▶ [Prompt] Reproduce each entry exactly as written.

------------------------------------------------------------

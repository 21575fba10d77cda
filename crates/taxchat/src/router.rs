//! Picks the upstream model for a turn and opens its completion stream
use anyhow::Result;
use serde::Serialize;
use strum_macros::Display;

use crate::models::message::Message;
use crate::providers::base::{Provider, TextStream};

/// Instruction prepended to every conversation, whichever model answers it
pub const SYSTEM_PROMPT: &str = "Pretend you are an accountant. You will answer questions about \
    W-2 forms, standard deductions, filing statuses, etc.";

#[derive(Debug, Clone, Copy, PartialEq, Eq, Serialize, Display)]
#[serde(rename_all = "lowercase")]
#[strum(serialize_all = "lowercase")]
pub enum ModelChoice {
    /// General-purpose chat model
    General,
    /// Model able to read PDF documents
    Document,
}

/// Choose the model for a conversation
///
/// A PDF anywhere in the history keeps the document model in charge for the
/// rest of the conversation, even on turns without attachments.
pub fn select_model(messages: &[Message]) -> ModelChoice {
    if messages.iter().any(Message::has_pdf) {
        ModelChoice::Document
    } else {
        ModelChoice::General
    }
}

/// Routes each conversation to one of two providers
pub struct ModelRouter {
    general: Box<dyn Provider>,
    document: Box<dyn Provider>,
}

impl ModelRouter {
    pub fn new(general: Box<dyn Provider>, document: Box<dyn Provider>) -> Self {
        Self { general, document }
    }

    pub fn provider(&self, choice: ModelChoice) -> &dyn Provider {
        match choice {
            ModelChoice::General => self.general.as_ref(),
            ModelChoice::Document => self.document.as_ref(),
        }
    }

    /// Stream the reply to the latest turn from whichever model the history calls for
    pub async fn reply(&self, messages: &[Message]) -> Result<(ModelChoice, TextStream)> {
        let choice = select_model(messages);
        let provider = self.provider(choice);
        tracing::info!(
            model = provider.model(),
            choice = %choice,
            messages = messages.len(),
            "routing conversation"
        );
        let stream = provider.stream(SYSTEM_PROMPT, messages).await?;
        Ok((choice, stream))
    }
}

------------------------------------------------------------

▶ [Written reply]
repository 21575fba10d77cda
filename crates/taxchat/src/router.rs
//! Picks the upstream model for a turn and opens its completion stream
use anyhow::Result;
use serde::Serialize;
use strum_macros::Display;

use crate::models::message::Message;
use crate::providers::base::{Provider, TextStream};

/// Instruction prepended to every conversation, whichever model answers it
pub const SYSTEM_PROMPT: &str = "Pretend you are an accountant. You will answer questions about \
    W-2 forms, standard deductions, filing statuses, etc.";

#[derive(Debug, Clone, Copy, PartialEq, Eq, Serialize, Display)]
#[serde(rename_all = "lowercase")]
#[strum(serialize_all = "lowercase")]
pub enum ModelChoice {
    /// General-purpose chat model
    General,
    /// Model able to read PDF documents
    Document,
}

/// Choose the model for a conversation
///
/// A PDF anywhere in the history keeps the document model in charge for the
/// rest of the conversation, even on turns without attachments.
pub fn select_model(messages: &[Message]) -> ModelChoice {
    if messages.iter().any(Message::has_pdf) {
        ModelChoice::Document
    } else {
        ModelChoice::General
    }
}

/// Routes each conversation to one of two providers
pub struct ModelRouter {
    general: Box<dyn Provider>,
    document: Box<dyn Provider>,
}

impl ModelRouter {
    pub fn new(general: Box<dyn Provider>, document: Box<dyn Provider>) -> Self {
        Self { general, document }
    }

    pub fn provider(&self, choice: ModelChoice) -> &dyn Provider {
        match choice {
            ModelChoice::General => self.general.as_ref(),
            ModelChoice::Document => self.document.as_ref(),
        }
    }

    /// Stream the reply to the latest turn from whichever model the history calls for
    pub async fn reply(&self, messages: &[Message]) -> Result<(ModelChoice, TextStream)> {
        let choice = select_model(messages);
        let provider = self.provider(choice);
        tracing::info!(
            model = provider.model(),
            choice = %choice,
            messages = messages.len(),
            "routing conversation"
        );
        let stream = provider.stream(SYSTEM_PROMPT, messages).await?;
        Ok((choice, stream))
    }
}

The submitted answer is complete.